Was it bought as an IPO? Was its term for not more than one year?

Was it a US Savings bond?

Have you read the Original Issue Discount information in IRS Publication 550?

Reply to
Arthur Kamlet

Yes, if it's de minimus. If it's too great of a discount then you have to impute OID each tax year.

Steve (not a tax professional)

Reply to
Steve Pope

FYI the de minimis amount for OID is 0.25% x Number of years between issue and maturity dates.

Reply to
Arthur Kamlet

Thanks. I forgot to mention this was not an initial offering, but bought on the secondary market.
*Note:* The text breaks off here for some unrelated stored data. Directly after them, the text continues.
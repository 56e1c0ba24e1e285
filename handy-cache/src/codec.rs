//! Payload codec: MessagePack serialization followed by zstd compression

use crate::error::{CacheError, Result};
use serde::Serialize;
use serde::de::DeserializeOwned;
use tracing::debug;

/// Compression effort in `[0, 9]`
///
/// The level only affects encode cost. It is never written into the payload,
/// so any reader decodes what any writer produced.
#[derive(Debug, Clone, Copy, PartialEq, Eq, PartialOrd, Ord, Hash)]
pub struct CompressLevel(u8);

impl CompressLevel {
    pub const MIN: u8 = 0;
    pub const MAX: u8 = 9;
    pub const DEFAULT: u8 = 5;

    /// Create a level, clamping anything above 9
    pub fn new(level: u8) -> Self {
        Self(level.min(Self::MAX))
    }

    pub fn get(self) -> u8 {
        self.0
    }

    /// zstd treats 0 as "library default", so 0 is pinned to its fastest level
    fn zstd_level(self) -> i32 {
        i32::from(self.0.max(1))
    }
}

impl Default for CompressLevel {
    fn default() -> Self {
        Self(Self::DEFAULT)
    }
}

impl From<u8> for CompressLevel {
    fn from(level: u8) -> Self {
        Self::new(level)
    }
}

/// Turns values into store payloads and back
#[derive(Debug, Clone, Copy, Default)]
pub struct Codec {
    level: CompressLevel,
}

impl Codec {
    pub fn new(level: CompressLevel) -> Self {
        Self { level }
    }

    pub fn level(&self) -> CompressLevel {
        self.level
    }

    pub fn set_level(&mut self, level: CompressLevel) {
        self.level = level;
    }

    /// Serialize then compress
    pub fn encode<T>(&self, value: &T) -> Result<Vec<u8>>
    where
        T: Serialize + ?Sized,
    {
        let raw = rmp_serde::to_vec_named(value)
            .map_err(|e| CacheError::InvalidArgument(format!("value not serializable: {e}")))?;

        let compressed = zstd::encode_all(raw.as_slice(), self.level.zstd_level())
            .map_err(|e| CacheError::InvalidArgument(format!("compression failed: {e}")))?;

        debug!(
            "Encoded payload: {} → {} bytes (level {})",
            raw.len(),
            compressed.len(),
            self.level.get()
        );

        Ok(compressed)
    }

    /// Decompress then deserialize
    pub fn decode<T>(&self, payload: &[u8]) -> Result<T>
    where
        T: DeserializeOwned,
    {
        let raw = zstd::decode_all(payload)
            .map_err(|e| CacheError::CorruptPayload(format!("decompression failed: {e}")))?;

        rmp_serde::from_slice(&raw)
            .map_err(|e| CacheError::CorruptPayload(format!("deserialization failed: {e}")))
    }
}
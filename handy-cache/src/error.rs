//! Error types for the cache layer

use thiserror::Error;

/// Result type alias for cache operations
pub type Result<T> = std::result::Result<T, CacheError>;

/// Reasons a cache operation did not take effect.
///
/// Public [`CacheClient`](crate::CacheClient) operations never return these
/// as `Err`; they are carried inside [`Lookup`](crate::Lookup) and
/// [`Outcome`](crate::Outcome) so callers can see why the cache was bypassed.
#[derive(Error, Debug)]
pub enum CacheError {
    /// The cache subsystem is switched off
    #[error("cache disabled, check the `enabled` setting")]
    FeatureDisabled,

    /// Store unreachable (connect refused, connection dropped, I/O error)
    #[error("store connection unavailable: {0}")]
    ConnectionUnavailable(String),

    /// Stored bytes failed to decompress or deserialize
    #[error("corrupt payload: {0}")]
    CorruptPayload(String),

    /// Rejected locally before reaching the store
    #[error("invalid argument: {0}")]
    InvalidArgument(String),

    /// Store replied with an error
    #[error("store error: {0}")]
    Store(String),

    /// Store round trip exceeded the configured timeout
    #[error("store operation timed out")]
    Timeout,

    /// Invalid configuration (startup only)
    #[error("invalid configuration: {0}")]
    Config(String),
}

impl CacheError {
    /// True when the error means the store could not be reached at all
    pub fn is_connection_error(&self) -> bool {
        matches!(self, Self::ConnectionUnavailable(_) | Self::Timeout)
    }
}

impl From<redis::RedisError> for CacheError {
    fn from(err: redis::RedisError) -> Self {
        if err.is_timeout() {
            Self::Timeout
        } else if err.is_io_error() || err.is_connection_dropped() || err.is_connection_refusal()
        {
            Self::ConnectionUnavailable(err.to_string())
        } else {
            Self::Store(err.to_string())
        }
    }
}

impl From<serde_yaml::Error> for CacheError {
    fn from(err: serde_yaml::Error) -> Self {
        Self::Config(err.to_string())
    }
}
A rather vital piece of information.

Reply to
Reggie

I have looked at Pub 550, and my question on this topic is this: under what circumstances would an individual have a capital gain when investing in bonds or CDs?

Reply to
Gil Faver

Gil Faver

Reply to
Steve Pope

In article , Gil Faver

Reply to
Seth

I would fine-tune this to say, instead of accretion, "market discount/premium, or OID, that you have previously reported as interest income".

If you buy a taxable bond that is distressed, and it only becomes more distressed as you hold it, it is not accreting anything in an accounting sense. But in a tax sense, you may have to pay tax on the market discount anyway, the only exceptions being if it is de minimis, or trading flat, and even if you're never going to see any recovery of the imputed discount.

I have not heard of any argument that it works differently for junkier bonds with wide spreads. I expect a rash of such scenarios as we move further into the default cycle: tax due on payments never made by a bond that defaults.

Steve

Reply to
Steve Pope

In article , snipped-for-privacy@speedymail.org (Steve Pope) writes: | Seth wrote: | | > Your basis is the price you paid (not including accrued interest) plus | > (minus) accretion. | | I would fine-tune this to say, instead of accretion, "market | discount/premium, or OID, that you have previously reported as | interest income". | | If you buy a taxable bond that is distressed, and it only becomes | more distressed as you hold it, it is not accreting anything | in an accounting sense. But in a tax sense, you may have to pay | tax on the market discount anyway, the only exceptions being if it | is de minimis, or trading flat, and even if you're never | going to see any recovery of the imputed discount.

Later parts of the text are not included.